Con la nueva ofensiva sobre la Justicia, la tensión política se traslada al Congreso

El presidente Alberto Fernández ratificó el lunes ante la Asamblea Legislativa la necesidad de aprobar la reforma de la Justicia Federal y la del Ministerio Público Fiscal que hoy están frenadas en Diputados, al tiempo que anunció el envío de un proyecto para crear un tribunal de arbitrariedades intermedio que le quitaría poder a la Corte Suprema. Todas las miradas pasan ahora al Congreso, donde la oposición de Juntos por el Cambio se mantiene firme en el rechazo a la ofensiva oficialista contra la Justicia, y algunos posibles aliados del gobierno no dan señales de apoyo.

Luego del discurso presidencial, el Ejecutivo comenzó a reactivar los mecanismos de presión en el Congreso para avanzar con las reformas de los distintos estamentos del Poder Judicial .
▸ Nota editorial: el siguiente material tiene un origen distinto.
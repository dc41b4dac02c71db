//! WebSocket transport implementation.
//!
//! Implements the [`Transport`] seam over `tokio-tungstenite`. Text frames
//! carry the protocol; Binary, Ping, and Pong messages are ignored. A Close
//! frame or stream end is a clean close, a stream error is a transport
//! failure.

// ============================================================================
// Imports
// ============================================================================

use async_trait::async_trait;
use futures_util::{SinkExt, StreamExt};
use tokio::net::TcpStream;
use tokio_tungstenite::tungstenite::Message;
use tokio_tungstenite::{MaybeTlsStream, WebSocketStream, connect_async};
use tracing::{debug, trace};

use crate::error::{Error, Result};

use super::{Transport, TransportLink};

// ============================================================================
// WsTransport
// ============================================================================

/// WebSocket [`Transport`] over `tokio-tungstenite`.
#[derive(Debug, Clone, Copy, Default)]
pub struct WsTransport;

impl WsTransport {
    /// Creates the WebSocket transport.
    #[inline]
    #[must_use]
    pub const fn new() -> Self {
        Self
    }
}

#[async_trait]
impl Transport for WsTransport {
    async fn connect(&self, url: &str) -> Result<Box<dyn TransportLink>> {
        let (stream, _response) = connect_async(url)
            .await
            .map_err(|e| Error::connection(e.to_string()))?;

        debug!(url, "WebSocket connection established");

        Ok(Box::new(WsLink { stream }))
    }
}

// ============================================================================
// WsLink
// ============================================================================

/// One live WebSocket connection.
struct WsLink {
    stream: WebSocketStream<MaybeTlsStream<TcpStream>>,
}

#[async_trait]
impl TransportLink for WsLink {
    async fn send(&mut self, text: String) -> Result<()> {
        trace!(bytes = text.len(), "WebSocket text frame sent");
        self.stream.send(Message::Text(text.into())).await?;
        Ok(())
    }

    async fn recv(&mut self) -> Option<Result<String>> {
        loop {
            match self.stream.next().await {
                Some(Ok(Message::Text(text))) => return Some(Ok(text.to_string())),

                Some(Ok(Message::Close(_))) => {
                    debug!("WebSocket closed by remote");
                    return None;
                }

                // Ignore Binary, Ping, Pong, Frame
                Some(Ok(_)) => {}

                Some(Err(e)) => return Some(Err(Error::WebSocket(e))),

                None => {
                    debug!("WebSocket stream ended");
                    return None;
                }
            }
        }
    }

    async fn close(&mut self) {
        let _ = self.stream.close(None).await;
    }
}

// ============================================================================
// Tests
// ============================================================================
//! Channels: topic-scoped subscriptions over the shared connection.
//!
//! A [`Channel`] represents one logical topic multiplexed over the manager's
//! single physical connection. Channels own their message listeners and
//! their join state; they never touch the transport directly. Sending goes
//! through the manager's command queue, a non-owning send capability.
//!
//! # Join State
//!
//! Joining is optimistic: the join frame is sent (and re-sent on every
//! reconnect) without waiting for confirmation. The channel tracks an
//! internal ack-pending flag that a `phx_reply` frame for the topic clears;
//! it never blocks [`Channel::send`].

// ============================================================================
// Imports
// ============================================================================

use std::sync::Arc;
use std::sync::atomic::{AtomicBool, Ordering};

use parking_lot::Mutex;
use rustc_hash::FxHashMap;
use serde::Serialize;
use serde_json::Value;
use tokio::sync::mpsc;
use tracing::{trace, warn};

use crate::error::{Error, Result};
use crate::ids::{ChannelId, Topic};
use crate::protocol::Frame;

use super::driver::Command;

// ============================================================================
// Listener Types
// ============================================================================

/// Channel message listener callback.
///
/// Invoked with the `message` field of each routed frame's payload
/// ([`Value::Null`] when absent).
pub type MessageListener = Arc<dyn Fn(&Value) + Send + Sync>;

// ============================================================================
// ChannelShared
// ============================================================================

/// Channel state shared between the public handle and the driver task.
pub(crate) struct ChannelShared {
    id: ChannelId,
    topic: Topic,
    listeners: Mutex<Vec<MessageListener>>,
    join_ack_pending: AtomicBool,
}

impl ChannelShared {
    pub(crate) fn new(topic: Topic) -> Self {
        Self {
            id: ChannelId::next(),
            topic,
            listeners: Mutex::new(Vec::new()),
            join_ack_pending: AtomicBool::new(false),
        }
    }

    #[inline]
    pub(crate) fn id(&self) -> ChannelId {
        self.id
    }

    #[inline]
    pub(crate) fn topic(&self) -> &Topic {
        &self.topic
    }

    /// Records that a join frame went out on the current connection.
    pub(crate) fn mark_join_sent(&self) {
        self.join_ack_pending.store(true, Ordering::SeqCst);
    }

    pub(crate) fn awaiting_join_ack(&self) -> bool {
        self.join_ack_pending.load(Ordering::SeqCst)
    }

    /// Dispatches a routed inbound frame to this channel's listeners.
    ///
    /// Re-validates the topic defensively; a mismatched frame is dropped.
    pub(crate) fn handle_frame(&self, frame: &Frame) {
        if frame.topic != self.topic {
            warn!(
                frame_topic = %frame.topic,
                channel_topic = %self.topic,
                "Dropping misrouted frame"
            );
            return;
        }

        if frame.is_reply() {
            self.join_ack_pending.store(false, Ordering::SeqCst);
        }

        trace!(topic = %self.topic, event = %frame.event, "Channel frame dispatched");

        let message = frame.message();
        let listeners: Vec<MessageListener> = self.listeners.lock().to_vec();
        for listener in &listeners {
            listener(&message);
        }
    }

    fn register(&self, listener: MessageListener) {
        self.listeners.lock().push(listener);
    }
}

// ============================================================================
// Channel
// ============================================================================

/// One logical topic subscription.
///
/// Created by [`SocketManager::join_channel`]; cheaply cloneable. The
/// channel lives until the manager is torn down; topics are never removed,
/// only rejoined after a reconnect.
///
/// [`SocketManager::join_channel`]: crate::SocketManager::join_channel
#[derive(Clone)]
pub struct Channel {
    shared: Arc<ChannelShared>,
    commands: mpsc::UnboundedSender<Command>,
}

impl Channel {
    pub(crate) fn new(
        shared: Arc<ChannelShared>,
        commands: mpsc::UnboundedSender<Command>,
    ) -> Self {
        Self { shared, commands }
    }

    /// Returns the channel's topic.
    #[inline]
    #[must_use]
    pub fn topic(&self) -> &Topic {
        self.shared.topic()
    }

    /// Registers an inbound message listener.
    ///
    /// Listeners fire in registration order, on the driver task.
    pub fn on_message(&self, listener: impl Fn(&Value) + Send + Sync + 'static) {
        self.shared.register(Arc::new(listener));
    }

    /// Sends a message on this channel.
    ///
    /// Delivery is best-effort: while the socket is not open the frame is
    /// dropped, matching the channel's optimistic join model.
    ///
    /// # Errors
    ///
    /// Returns [`Error::Shutdown`] once the manager has been torn down, or
    /// [`Error::Json`] if the message does not serialize.
    pub fn send<T: Serialize>(&self, message: &T) -> Result<()> {
        let message = serde_json::to_value(message)?;

        self.commands
            .send(Command::Push {
                topic: self.shared.topic().clone(),
                message,
            })
            .map_err(|_| Error::Shutdown)
    }

    /// Returns `true` while a join sent on the current connection has not
    /// seen a server reply yet.
    #[inline]
    #[must_use]
    pub fn awaiting_join_ack(&self) -> bool {
        self.shared.awaiting_join_ack()
    }
}

// ============================================================================
// ChannelRegistry
// ============================================================================

/// Topic-keyed registry of live channels.
///
/// Shared between manager handles (insertion) and the driver task (routing,
/// join replay). Tracks creation order so joins replay in the order the
/// channels were created; re-joining an existing topic replaces the channel
/// in place and keeps its replay position.
#[derive(Default)]
pub(crate) struct ChannelRegistry {
    inner: Mutex<RegistryInner>,
}

#[derive(Default)]
struct RegistryInner {
    by_topic: FxHashMap<Topic, Arc<ChannelShared>>,
    order: Vec<Topic>,
}

impl ChannelRegistry {
    /// Inserts a channel, replacing any live channel for the same topic.
    pub(crate) fn insert(&self, channel: Arc<ChannelShared>) {
        let mut inner = self.inner.lock();
        let topic = channel.topic().clone();

        if inner.by_topic.insert(topic.clone(), channel).is_none() {
            inner.order.push(topic);
        }
    }

    /// Looks up the channel for a topic.
    pub(crate) fn get(&self, topic: &Topic) -> Option<Arc<ChannelShared>> {
        self.inner.lock().by_topic.get(topic).cloned()
    }

    /// Snapshot of all channels in creation order.
    pub(crate) fn in_order(&self) -> Vec<Arc<ChannelShared>> {
        let inner = self.inner.lock();
        inner
            .order
            .iter()
            .filter_map(|topic| inner.by_topic.get(topic).cloned())
            .collect()
    }

    #[cfg(test)]
    pub(crate) fn len(&self) -> usize {
        self.inner.lock().by_topic.len()
    }
}

// ============================================================================
// Tests
// ============================================================================
//! Transport layer.
//!
//! The socket driver does not talk to a WebSocket directly; it talks to the
//! [`Transport`] / [`TransportLink`] seam, a reliable ordered message
//! transport with connect / send / receive / close semantics. The production
//! implementation is [`WsTransport`] over `tokio-tungstenite`.
//!
//! # Architecture
//!
//! ```text
//! ┌──────────────┐   connect()    ┌───────────────┐    ws(s)://…    ┌────────┐
//! │ Socket driver│───────────────►│ TransportLink │◄───────────────►│ Server │
//! │ (event loop) │  send()/recv() │ (one per      │                 │        │
//! │              │                │  connection)  │                 │        │
//! └──────────────┘                └───────────────┘                 └────────┘
//! ```
//!
//! # Link Semantics
//!
//! - [`TransportLink::recv`] yields text frames in delivery order;
//!   `Some(Err(_))` is a transport failure, `None` a clean close.
//! - Exactly one link is live per driver at any time; the driver discards a
//!   lost link entirely before connecting anew.
//!
//! # Modules
//!
//! | Module | Description |
//! |--------|-------------|
//! | `ws` | tokio-tungstenite WebSocket implementation |

// ============================================================================
// Imports
// ============================================================================

use async_trait::async_trait;

use crate::error::Result;

// ============================================================================
// Submodules
// ============================================================================

/// WebSocket transport implementation.
pub mod ws;

#[cfg(test)]
pub(crate) mod fake;

// ============================================================================
// Re-exports
// ============================================================================

pub use ws::WsTransport;

// ============================================================================
// Transport
// ============================================================================

/// Factory for transport connections.
///
/// One `Transport` serves a socket manager for its whole life; every
/// (re)connect attempt calls [`Transport::connect`] afresh.
#[async_trait]
pub trait Transport: Send + Sync + 'static {
    /// Opens a new link to the endpoint.
    ///
    /// # Errors
    ///
    /// Returns [`Error::Connection`](crate::Error::Connection) (or a
    /// transport-specific error) if the endpoint cannot be reached.
    async fn connect(&self, url: &str) -> Result<Box<dyn TransportLink>>;
}

// ============================================================================
// TransportLink
// ============================================================================

/// One live bidirectional connection.
#[async_trait]
pub trait TransportLink: Send {
    /// Sends one text frame.
    ///
    /// # Errors
    ///
    /// Returns a transport error if the link is no longer usable.
    async fn send(&mut self, text: String) -> Result<()>;

    /// Receives the next text frame.
    ///
    /// Returns `Some(Ok(text))` for a frame, `Some(Err(_))` on transport
    /// failure, and `None` once the link is cleanly closed.
    async fn recv(&mut self) -> Option<Result<String>>;

    /// Closes the link. Best-effort; errors are discarded.
    async fn close(&mut self);
}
La Reforma Judicial, que licuaría el poder de los 12 juzgados de Comodoro Py que llevan las principales causas de corrupción K, fue aprobada por el Senado en agosto pasado y desde entonces quedó estancada en la Cámara Baja. La reforma del Ministerio Público, que apunta a reducir el número necesario de votos para designar y destituir al Procurador General de la Nación, siguió el mismo camino en noviembre.

Con la resistencia de Juntos por el Cambio ya planteada, el gobierno no consiguió desde entonces el apoyo de aliados habituales o circunstanciales para dar sanción definitiva a los proyectos. Aunque no se manifestaron públicamente, desde el lavanginsmo indicaron extraoficialmente que mantendrán ahora la misma postura que produjo que las iniciativas quedaran frenadas en Diputados. Algo similar dejan trascender los peronistas cordobeses.

Se vienen duras negociaciones y fuerte tensión en el Congreso. En pleno año electoral, los proyectos judiciales del Ejecutivo -y la idea de crear una comisión bicameral para investigar a los jueces- pegan fuerte en la parte del electorado que buscan retener el lavagnismo y el peronismo federal, fundamentalmente el que responde al gobernador cordobés Juan Schiaretti.